E’ una mattanza. Silenziosa. Una violenza subdola che ha per scenario decine di campi di calcio del panorama dilettantistico per un fenomeno che ha tante vittime. Nomi: Riccardo, Paolo, Francesco, Giovanni. Solo nomi che, nella culla della grande madre della prevaricazione, sono malmenati, insultati, picchiati a sangue. Gli arbitri, appunto. Ragazzi trascinati dalla passione sul terreno di gioco, con la loro giacchetta che è piena di orgoglio, ma che gli altri, calciatori e dirigenti, interpretano come una maledizione, un’ingiustizia, un potere da maltrattare.
Perché se la tradizione voleva che l’arbitro, negli epiteti dei tifosi, dovesse essere per forza cornuto, ora è diventato un nemico. Sugli spalti l’insulto è di casa, ma per fortuna evapora lì. In campo, invece, si “mena”. Calciatori e dirigenti sono i primi ribelli alla consegna dello sport: partecipare, non solo vincere. Qui c’è da vincere, invece, una battaglia contro chi si sente bersagliato da un cartellino giallo o da un rigore fischiato. Perché la giustizia è sempre per gli altri, non per noi stessi.

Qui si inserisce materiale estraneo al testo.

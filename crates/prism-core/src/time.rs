// SPDX-License-Identifier: Apache-2.0
//! Time topology: the `TimeModel` and the reserved bus table.
//!
//! Exactly one TimeRoot block exists per patch. The model it declares is a
//! pure function of the block's type name and params; the runtime and the
//! UI derive playback affordances (scrubbing, export paths, loop handles)
//! from it without inspecting the graph again.

use crate::types::{DomainKind, TypeDesc};

/// Wrap behavior of a cyclic time root.
#[derive(Debug, Clone, Copy, PartialEq, Eq, Hash)]
#[cfg_attr(feature = "serde", derive(serde::Serialize, serde::Deserialize))]
#[cfg_attr(feature = "serde", serde(rename_all = "lowercase"))]
pub enum CycleMode {
    /// Phase wraps from 1 back to 0.
    Loop,
    /// Phase reflects: 0 → 1 → 0.
    PingPong,
}

/// Patch-level time topology, derived from the single TimeRoot.
#[derive(Debug, Clone, Copy, PartialEq)]
#[cfg_attr(feature = "serde", derive(serde::Serialize, serde::Deserialize))]
#[cfg_attr(feature = "serde", serde(rename_all = "lowercase"))]
pub enum TimeModel {
    /// One-shot timeline of fixed length.
    Finite {
        /// Total duration in milliseconds.
        duration_ms: f64,
    },
    /// Repeating timeline.
    Cyclic {
        /// Period of one cycle in milliseconds.
        period_ms: f64,
        /// Wrap behavior at cycle boundaries.
        mode: CycleMode,
    },
    /// Unbounded timeline with a rolling analysis window.
    Infinite {
        /// Rolling window length in milliseconds.
        window_ms: f64,
    },
}

impl TimeModel {
    /// True for cyclic topologies; hot-swap prefers pulse boundaries only
    /// for these.
    #[must_use]
    pub const fn is_cyclic(&self) -> bool {
        matches!(self, Self::Cyclic { .. })
    }
}

/// Reserved bus identifiers with their required types.
///
/// Only the TimeRoot (and explicit user publishers) may write these; a bus
/// block carrying a reserved id with a non-matching type is a fatal
/// `ReservedBusTypeMismatch`.
pub const RESERVED_BUSES: &[(&str, TypeDesc)] = &[
    ("phaseA", TypeDesc::signal(DomainKind::Phase)),
    ("phaseB", TypeDesc::signal(DomainKind::Phase)),
    ("pulse", TypeDesc::event()),
    ("energy", TypeDesc::signal(DomainKind::Float)),
    ("palette", TypeDesc::signal(DomainKind::Color)),
    ("progress", TypeDesc::signal(DomainKind::Unit)),
];

/// Looks up the required type of a reserved bus id.
#[must_use]
pub fn reserved_bus_type(name: &str) -> Option<TypeDesc> {
    RESERVED_BUSES
        .iter()
        .find(|(id, _)| *id == name)
        .map(|(_, ty)| *ty)
}

#[cfg(test)]
mod tests {
    use super::*;

    #[test]
    fn reserved_table_covers_canonical_ids() {
        for id in ["phaseA", "phaseB", "pulse", "energy", "palette", "progress"] {
            assert!(reserved_bus_type(id).is_some(), "missing reserved bus {id}");
        }
        assert!(reserved_bus_type("phaseC").is_none());
    }

    #[test]
    fn primary_phase_is_signal_phase() {
        assert_eq!(
            reserved_bus_type("phaseA"),
            Some(TypeDesc::signal(DomainKind::Phase))
        );
    }

    #[test]
    fn only_cyclic_models_are_cyclic() {
        assert!(TimeModel::Cyclic {
            period_ms: 1000.0,
            mode: CycleMode::Loop
        }
        .is_cyclic());
        assert!(!TimeModel::Finite { duration_ms: 1.0 }.is_cyclic());
        assert!(!TimeModel::Infinite { window_ms: 1.0 }.is_cyclic());
    }
}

La statistica è impietosa e assurda: nella stagione 2013-2014 sono stati 375 gli aggrediti, 600 nel 2014-.2015, 681 nel 2015-2016, 473 nel 2016-2017, 451 nel 2017-2018. Un po’ meno in questa stagione, ma siamo solo all’inizio, c’è sempre tempo per la follia. Se nel Friuli Venezia Giulia non si è verificato alcun episodio, in Calabria sono state 95 le aggressioni, 47 in Campania, 41 nel Lazio. La rabbia degli arbitri è confluita in un incontro con il ministro dell’Interno, Matteo Salvini. Ci vogliono interventi seri e non propaganda.
Qualcuno ha scritto parole sagge, dopo l’aggressione di Riccardo, arbitro di Ciampino che ha rischiato di morire. Le ha dette un arbitro che non arbitra più e che chiesto di restare nell’anonimato, quasi che ciò che dice possa diventare oggetto di violenza nei suoi confronti: “Non si deve salvaguardare un arbitro solo per la paura delle multe o delle squalifiche, ma perché è un atto dovuto di sportività e di rispetto. Le persone si dimenticano che lì in mezzo al campo ci potrebbero essere i propri figli, un fratello o una sorella. L’arbitro diventa così l’oggetto di una rabbia repressa e ingiustificabile”.
La violenza verbale, complice il cieco esercizio attraverso i social, in questi anni è stata sdoganata, trasformata in un atto comune, con la libera opportunità di dire ciò che si pensa di pancia, non di testa, senza vincoli, freni, responsabilità. E’ inevitabile che l’atteggiamento dei “moralizzatori de noantri” possa trasformarsi in una violenza anche fisica, perché il proprio io diventa una verità intangibile e senza mediazioni e confronti.
Nel caso del calcio dilettantistico i calciatori e tanti dirigenti di grande respiro intellettuale, pensano che gli arbitri, ragazzi qualsiasi, figli nostri, possano trasformarsi in dispettosi dispensatori di regole che piacciono se sono a loro favore e non piacciono se sono contro. E se non piacciono si accende il diluvio della violenza, prima verbale, poi anche fisica. L’arbitro è in balìa di un’assurda follia, che brucia nella mente di persone che, prima di tutto, sono ignoranti protagonisti della vita civile. Perché il passo, oltre il campo di calcio, ha una frontiera sottile. Oggi siamo tutti giudici. Consapevoli o no, ci arroghiamo il diritto di esprimere concetti senza sapere se questi, oltre alla violenza verbale, possano trasformarsi in qualcosa d’altro. Combattere l’ordalia è un atto di rispetto, prima che verso gli arbitri, verso l’uomo. Pensando, però, che da certi pulpiti agghindati di falsa sincerità nascono inconsapevolmente le aggressioni che ci trasformano in un paese da terzo mondo.